Advertisement

Books : British Molecular Biologist Takes Science Off the Hook

Share

Is Science Necessary? Essays on Science and Scientists by Max F. Perutz (E.P. Dutton: $19.95; 285 pages)

For the last hundred years or so, society has looked to science as the way to solve the world’s problems. The public-health triumphs of the turn of the century made people think that knowledge could make all ills disappear.

This was a new role for science. Historically, scientific knowledge had been pursued largely for its own sake. It was interesting to know about astronomy, but not much more. The Industrial Revolution used technology for economic and commercial gain.

Advertisement

But it was not until later that people began to think that scientific insights could be used broadly to improve health and welfare, an idea that remains a cornerstone of public support for research to this day.

Never mind that it was easier to wipe out diphtheria and yellow fever than to wipe out poverty and hunger. Never mind that the application of scientific knowledge frequently has unfortunate side effects like pollution. The notion is still very much with us--at least in most quarters--that science is the way to improve the world’s standard of living.

This is the view taken by Max F. Perutz, a Nobel Prize-winning British molecular biologist, in “Is Science Necessary?” a collection of his essays written over the years. The title of the book is the title of the first and longest essay in it, and the answer Perutz gives is an emphatic yes.

Last Best Hope

Science is not only necessary, it is crucial. In fact, he argues, it offers the only solution to the problems of food, health and energy that confront the world. There are simply too many people on the planet to get by without it.

Perutz is aware--as who isn’t?--that knowledge has a downside. “Science often exacts a price,” he writes. “Benefits and risks are complementary aspects of each technical advance.” But he comes down foursquare on the side of the benefits and has little patience for nostalgia for the simpler good old days, which, he says, weren’t so good.

“Both the Irish potato famine of the last century and the great Bengal famine of the 1930s were caused by fungi attacking crops,” he writes. “If we reverted to organic farming without fungicides, we would not be able to prevent a repetition of these disasters.”

Advertisement

That is the overall argument of the essay, and it is undoubtedly true, though it is unlikely to persuade those who focus on the risks of science rather than on its benefits.

Perutz’s essay is a powerful restatement of what many people believe and what those who don’t are not likely to. It’s an important essay, but it doesn’t tell us much that’s new.

Oddly, the remaining essays in the book are more engaging. They deal with smaller themes and include many personal observations from a life in science, but they say a great deal.

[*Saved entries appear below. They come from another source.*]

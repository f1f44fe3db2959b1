//! Ownership filtering and deck-solution matching.
//!
//! - [`ownership::OwnedSet`]: the player's usable cards (normalized, SR/SSR only)
//! - [`engine::MatchingEngine`]: classifies every solution against the owned set
//!
//! ## Matching Algorithm
//!
//! For each solution the engine counts the owned quad cards and checks whether
//! any support card is owned. Two passes exist:
//!
//! | Pass    | Support owned      | Support not owned  |
//! |---------|--------------------|--------------------|
//! | Strict  | quad ≥ 3: strong   | quad = 4: borrow   |
//! | Relaxed | quad ≥ 1           | quad ≥ 3           |
//!
//! The relaxed pass runs only when the strict pass finds nothing at all, so
//! strict and relaxed results never mix. Results keep solution-table order.
//! The thresholds live in [`engine::MatchingConfig`].
//!
//! ## Example
//!
//! ```rust
//! use deck_solver::catalog::store::CardCatalog;
//! use deck_solver::catalog::table::SolutionTable;
//! use deck_solver::core::solution::Solution;
//! use deck_solver::matching::engine::MatchingEngine;
//! use deck_solver::matching::ownership::OwnedSet;
//! use deck_solver::{CardId, MatchTier};
//!
//! let catalog = CardCatalog::from_csv(
//!     "id,rarity,title\n1,4,A\n2,3,B\n3,4,C\n4,3,D\n5,3,E\n",
//! ).unwrap();
//! let quad = [CardId(1), CardId(2), CardId(3), CardId(4)];
//! let table = SolutionTable::from_solutions(vec![Solution::new(quad, vec![CardId(5)]).unwrap()]);
//!
//! let owned = OwnedSet::from_raw(&[CardId(1), CardId(2), CardId(3), CardId(5)], &catalog);
//! let outcome = MatchingEngine::new(&table).find_matches(&owned);
//! assert_eq!(outcome.results[0].tier, MatchTier::Strong);
//! ```

pub mod engine;
pub mod ownership;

“I am suspicious of scientists who tell me that others have pinched their ideas,” Perutz writes in one of them. “Far from preventing people from stealing it, I have always had to ram any new idea of mine down their throats. Even scientists are unbelievably conservative.”

Like most people, scientists prefer order to progress.

The one autobiographical essay in the collection is an entertaining account of Perutz’s experiences during World War II. A native of Austria, he was judged an enemy alien by the British in 1940, though he had just gotten a Ph.D. from Cambridge and was briefly interned and sent to Canada.

After his release, he was put to work on a project to make ice harder so giant icebergs could be used as landing strips for Allied planes in the middle of the ocean. No kidding.

Advertisement

Scientists Profiled

There are also short profiles of various scientists, including Alexander Fleming, the discoverer of penicillin, who turns out to have been plodding and unimaginative, leading Perutz to observe:

“Success in research is a haphazard business, and great discoveries are not always made by great thinkers. Some are made by skilled craftsmen, some by observant watchmen, and some even by prosaic people doing a regular job because they are paid for it.”

In the course of writing about topics and people, Perutz reveals a fair amount about himself and what he has learned from years at the laboratory bench. “Science offers a safe niche where you can spend a quiet life classifying spiders, away from what E. M. Forster called the world of telegrams and anger,” he says.

Not all scientists would agree with this monastic view of the scientific life, but it is an ideal to be cherished, and it leads to a civilized view of the world that is very much on display in this book.

Reaching the Top

“A discovery is like falling in love and reaching the top of a mountain after a hard climb all in one, an ecstasy induced not by drugs but by the revelation of a face of nature that no one has seen before,” Perutz says.

From start to finish, Perutz makes a strong case for the orthodox view of science, its methods and its accomplishments.